Harnessing the potential of AI, this novel approach could eliminate the need for on-site expert radiologists, enabling EVLP centres worldwide to assess donor lungs more efficiently and accurately. This breakthrough could expand the organ donor pool, improve surgical outcomes, and reduce complications, paving the way for more advanced AI applications in organ transplantation and precision medicine.

Dr. Shaf Keshavjee, the senior author of this study, is a Senior Scientist at the Toronto General Hospital Research Institute and the Director of UHN’s Latner Thoracic Surgery Research Laboratories and Toronto Transplant Program. At the University of Toronto, Dr. Keshavjee is the Professor and Vice Chair of Innovation in the Department of Surgery at the University of Toronto.
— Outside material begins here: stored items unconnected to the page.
use super::StackFrame;

pub const FRAME_PC_SLOT: usize = 1;
pub const EMPTY_FRAME_SIZE: usize = 0;
pub const LINKED_FRAME_SIZE: usize = 16;
pub const SYSCALL_SIZE: usize = 4;

/// Strip pointer-authentication bits.
#[inline]
pub fn strip_pointer(pc: usize) -> usize {
    pc & ((1usize << 55) - 1)
}

const RET: u32 = 0xd65f_03c0;
const STP_X29_X30_PRE: u32 = 0xa9bf_7bfd; // stp x29, x30, [sp, #-16]!

impl StackFrame {
    #[inline]
    fn reg(&self, index: usize) -> usize {
        unsafe { (*self.ucontext).uc_mcontext.regs[index] as usize }
    }

    #[inline]
    fn set_reg(&mut self, index: usize, value: usize) {
        unsafe {
            (*self.ucontext).uc_mcontext.regs[index] = value as u64;
        }
    }

    pub fn pc(&self) -> usize {
        unsafe { (*self.ucontext).uc_mcontext.pc as usize }
    }

    pub fn set_pc(&mut self, value: usize) {
        unsafe {
            (*self.ucontext).uc_mcontext.pc = value as u64;
        }
    }

    pub fn sp(&self) -> usize {
        unsafe { (*self.ucontext).uc_mcontext.sp as usize }
    }

    pub fn set_sp(&mut self, value: usize) {
        unsafe {
            (*self.ucontext).uc_mcontext.sp = value as u64;
        }
    }

    pub fn fp(&self) -> usize {
        self.reg(29)
    }

    pub fn set_fp(&mut self, value: usize) {
        self.set_reg(29, value)
    }

    pub fn retval(&self) -> usize {
        self.reg(0)
    }

    pub fn set_retval(&mut self, value: usize) {
        self.set_reg(0, value)
    }

    pub fn link(&self) -> usize {
        self.reg(30)
    }

    pub fn arg0(&self) -> usize {
        self.reg(0)
    }

    pub fn arg1(&self) -> usize {
        self.reg(1)
    }

    pub fn arg2(&self) -> usize {
        self.reg(2)
    }

    pub fn arg3(&self) -> usize {
        self.reg(3)
    }

    /// The interpreter keeps the current method in x12.
    pub fn method(&self) -> usize {
        self.reg(12)
    }

    /// Sender sp register moved from x13 to x19 in newer runtimes
    /// (JDK-8288971); x13 covers the versions the adapter targets first.
    pub fn sender_sp(&self) -> usize {
        self.reg(13)
    }

    /// Leaves the trapped function by simulating `ret`.
    pub fn ret(&mut self) {
        let link = self.link();
        self.set_pc(link);
    }

    pub fn unwind_stub(
        &self,
        entry: *const u8,
        name: &str,
        pc: &mut usize,
        sp: &mut usize,
        fp: &mut usize,
    ) -> bool {
        let ip = *pc as *const u32;
        let entry = entry as *const u32;
        unsafe {
            if ip == entry
                || *ip == RET
                || name.starts_with("itable")
                || name.starts_with("vtable")
                || name == "InlineCacheBuffer"
                || name == "zero_blocks"
                || name == "atomic entry points"
            {
                *pc = self.link();
                return true;
            }
            if name.ends_with("copy_longs") {
                // Arraycopy stubs maintain the regular frame link.
                if Self::within_current_stack(*fp) {
                    *sp = *fp + 16;
                    *fp = *((*sp as *const usize).offset(-2));
                    *pc = (*(*sp as *const usize).offset(-1)).wrapping_sub(4);
                } else {
                    *pc = self.link();
                }
                return true;
            }
            if !entry.is_null() && *entry == STP_X29_X30_PRE {
                // The stub begins with
                //   stp x29, x30, [sp, #-16]!
                //   mov x29, sp
                if ip == entry.add(1) {
                    *sp += 16;
                    *pc = *((*sp as *const usize).offset(-1));
                    return true;
                } else if Self::within_current_stack(*fp) {
                    *sp = *fp + 16;
                    *fp = *((*sp as *const usize).offset(-2));
                    *pc = *((*sp as *const usize).offset(-1));
                    return true;
                }
            }
        }
        false
    }

    pub fn unwind_compiled(
        &self,
        entry: *const u8,
        frame_size: usize,
        pc: &mut usize,
        sp: &mut usize,
        fp: &mut usize,
    ) -> bool {
        let ip = *pc as *const u32;
        let entry = entry as *const u32;
        unsafe {
            if ip <= entry || *ip == RET {
                // Frame not yet constructed or about to return: the caller's
                // pc is still in the link register.
                *pc = strip_pointer(self.link()).wrapping_sub(4);
                return true;
            }
            if *entry == STP_X29_X30_PRE {
                if ip == entry.add(1) {
                    *sp += 16;
                    *pc = strip_pointer(*((*sp as *const usize).offset(-1))).wrapping_sub(4);
                    return true;
                }
                if Self::within_current_stack(*fp) {
                    *sp = *fp + 16;
                    *fp = *((*sp as *const usize).offset(-2));
                    *pc = strip_pointer(*((*sp as *const usize).offset(-1))).wrapping_sub(4);
                    return true;
                }
            }
            let _ = frame_size;
        }
        false
    }

    /// Ldadd/swp sequences in atomic stubs leave lr pointing at the caller;
    /// treat a top-frame PC inside them as already unwound.
    pub fn unwind_atomic_stub(&self, pc: usize) -> bool {
        let insn = unsafe { (pc as *const u32).read_unaligned() };
        // ldaxr / stlxr family
        (insn & 0x3f00_0000) == 0x0800_0000
    }

    /// Compiled code occasionally extends sp past the frame for out-of-line
    /// slow paths near the entry; nothing to correct here on AArch64.
    pub fn adjust_sp(&self, _entry: usize, _pc: usize, _sp: &mut usize) {}

    /// Skips a faulted `ldr x<d>, [x<n>, #off]` by zeroing the destination.
    pub fn skip_fault_instruction(&mut self) -> bool {
        let insn = unsafe { (self.pc() as *const u32).read_unaligned() };
        if (insn & 0xffc0_0000) != 0xf940_0000 {
            return false;
        }
        let dest = (insn & 0x1f) as usize;
        if dest < 31 {
            self.set_reg(dest, 0);
        }
        let pc = self.pc();
        self.set_pc(pc + 4);
        true
    }

    pub fn check_interrupted_syscall(&mut self) -> bool {
        self.retval() == (-libc::EINTR) as usize
    }

    pub fn is_syscall(pc: *const u8) -> bool {
        unsafe { (pc as *const u32).read_unaligned() == 0xd400_0001 } // svc #0
    }
}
This work was supported by UHN Foundation and the Temerty Centre for AI Research and Education in Medicine (T-CAIREM) at the University of Toronto.

Dr. Shaf Keshavjee serves as Chief Medical Officer of Traferox Technologies and reports personal fees from Lung Bioengineering, outside of the submitted work. Drs. Keshavjee, Sage, McInnis, Cypel, and Wang have ongoing patent applications with UHN related to the machine learning modules used in this study. Read the article for the detailed conflict of interest statement.

Chao BT, Sage AT, McInnis MC, Ma J, Grubert Van Iderstine M, Zhou X, Valero J, Cypel M, Liu M, Wang B, Keshavjee S. Improving prognostic accuracy in lung transplantation using unique features of isolated human lung radiographs. NPJ Digit Med. 2024 Oct 3. doi: 10.1038/s41746-024-01260-z.